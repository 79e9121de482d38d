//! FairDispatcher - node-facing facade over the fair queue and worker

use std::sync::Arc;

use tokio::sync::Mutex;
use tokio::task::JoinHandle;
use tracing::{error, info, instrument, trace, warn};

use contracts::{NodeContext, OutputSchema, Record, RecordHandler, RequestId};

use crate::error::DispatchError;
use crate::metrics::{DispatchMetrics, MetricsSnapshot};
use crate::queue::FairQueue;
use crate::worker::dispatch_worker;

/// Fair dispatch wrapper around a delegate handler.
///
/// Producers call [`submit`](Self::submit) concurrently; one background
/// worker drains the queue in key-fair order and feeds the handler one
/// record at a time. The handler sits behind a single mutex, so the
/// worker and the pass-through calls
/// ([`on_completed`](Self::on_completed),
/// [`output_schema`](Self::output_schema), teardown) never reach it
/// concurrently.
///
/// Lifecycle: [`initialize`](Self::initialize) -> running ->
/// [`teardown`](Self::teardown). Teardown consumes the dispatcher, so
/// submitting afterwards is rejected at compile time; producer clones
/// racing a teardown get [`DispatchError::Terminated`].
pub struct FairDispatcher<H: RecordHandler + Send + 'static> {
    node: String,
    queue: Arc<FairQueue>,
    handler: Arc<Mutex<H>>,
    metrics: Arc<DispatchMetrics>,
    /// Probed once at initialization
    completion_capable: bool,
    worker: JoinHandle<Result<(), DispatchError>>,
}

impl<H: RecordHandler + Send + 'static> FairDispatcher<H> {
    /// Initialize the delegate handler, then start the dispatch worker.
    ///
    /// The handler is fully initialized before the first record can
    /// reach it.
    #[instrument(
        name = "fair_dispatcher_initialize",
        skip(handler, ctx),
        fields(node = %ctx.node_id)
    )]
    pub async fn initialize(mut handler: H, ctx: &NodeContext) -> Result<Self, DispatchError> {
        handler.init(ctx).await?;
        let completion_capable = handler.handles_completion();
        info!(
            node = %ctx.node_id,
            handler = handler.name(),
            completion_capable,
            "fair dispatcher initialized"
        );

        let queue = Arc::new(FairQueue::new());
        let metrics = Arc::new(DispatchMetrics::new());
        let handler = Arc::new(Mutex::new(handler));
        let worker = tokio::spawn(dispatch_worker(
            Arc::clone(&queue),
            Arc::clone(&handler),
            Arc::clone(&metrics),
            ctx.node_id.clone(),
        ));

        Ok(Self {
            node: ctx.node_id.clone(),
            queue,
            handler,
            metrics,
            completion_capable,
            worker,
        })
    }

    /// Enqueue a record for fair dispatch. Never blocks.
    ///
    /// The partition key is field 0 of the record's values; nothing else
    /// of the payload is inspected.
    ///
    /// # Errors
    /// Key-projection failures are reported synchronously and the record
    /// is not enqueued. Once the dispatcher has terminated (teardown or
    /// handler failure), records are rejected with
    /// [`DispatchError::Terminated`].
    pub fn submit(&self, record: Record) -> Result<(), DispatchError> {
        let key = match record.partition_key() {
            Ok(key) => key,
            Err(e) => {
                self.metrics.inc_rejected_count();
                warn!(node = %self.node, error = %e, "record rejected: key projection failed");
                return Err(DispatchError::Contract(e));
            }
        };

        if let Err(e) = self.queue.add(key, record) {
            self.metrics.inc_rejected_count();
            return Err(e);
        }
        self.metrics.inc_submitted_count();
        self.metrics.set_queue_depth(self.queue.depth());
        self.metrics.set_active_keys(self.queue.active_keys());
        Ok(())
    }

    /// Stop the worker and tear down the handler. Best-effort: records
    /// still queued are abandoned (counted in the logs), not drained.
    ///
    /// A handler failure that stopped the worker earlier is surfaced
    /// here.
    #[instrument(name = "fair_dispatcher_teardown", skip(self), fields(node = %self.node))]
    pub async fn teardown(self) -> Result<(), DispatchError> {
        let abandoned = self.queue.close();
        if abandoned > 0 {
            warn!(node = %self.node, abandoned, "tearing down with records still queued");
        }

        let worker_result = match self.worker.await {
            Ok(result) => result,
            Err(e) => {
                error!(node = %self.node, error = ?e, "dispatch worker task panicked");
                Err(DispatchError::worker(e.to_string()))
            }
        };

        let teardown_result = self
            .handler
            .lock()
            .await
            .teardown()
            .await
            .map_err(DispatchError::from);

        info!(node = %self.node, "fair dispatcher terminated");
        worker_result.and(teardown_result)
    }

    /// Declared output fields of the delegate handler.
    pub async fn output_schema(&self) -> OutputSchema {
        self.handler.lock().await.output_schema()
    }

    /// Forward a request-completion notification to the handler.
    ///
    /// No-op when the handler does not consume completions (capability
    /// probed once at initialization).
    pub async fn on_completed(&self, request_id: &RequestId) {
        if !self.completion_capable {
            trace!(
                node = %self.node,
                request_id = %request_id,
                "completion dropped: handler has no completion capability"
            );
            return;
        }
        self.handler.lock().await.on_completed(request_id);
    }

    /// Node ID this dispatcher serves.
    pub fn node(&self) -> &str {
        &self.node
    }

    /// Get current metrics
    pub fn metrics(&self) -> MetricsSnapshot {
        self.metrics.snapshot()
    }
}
================
Problem statement —
Every line of the records that includes the word "FairDispatcher" should be gathered.

Exercise response —
//! FairDispatcher - node-facing facade over the fair queue and worker
pub struct FairDispatcher<H: RecordHandler + Send + 'static> {
impl<H: RecordHandler + Send + 'static> FairDispatcher<H> {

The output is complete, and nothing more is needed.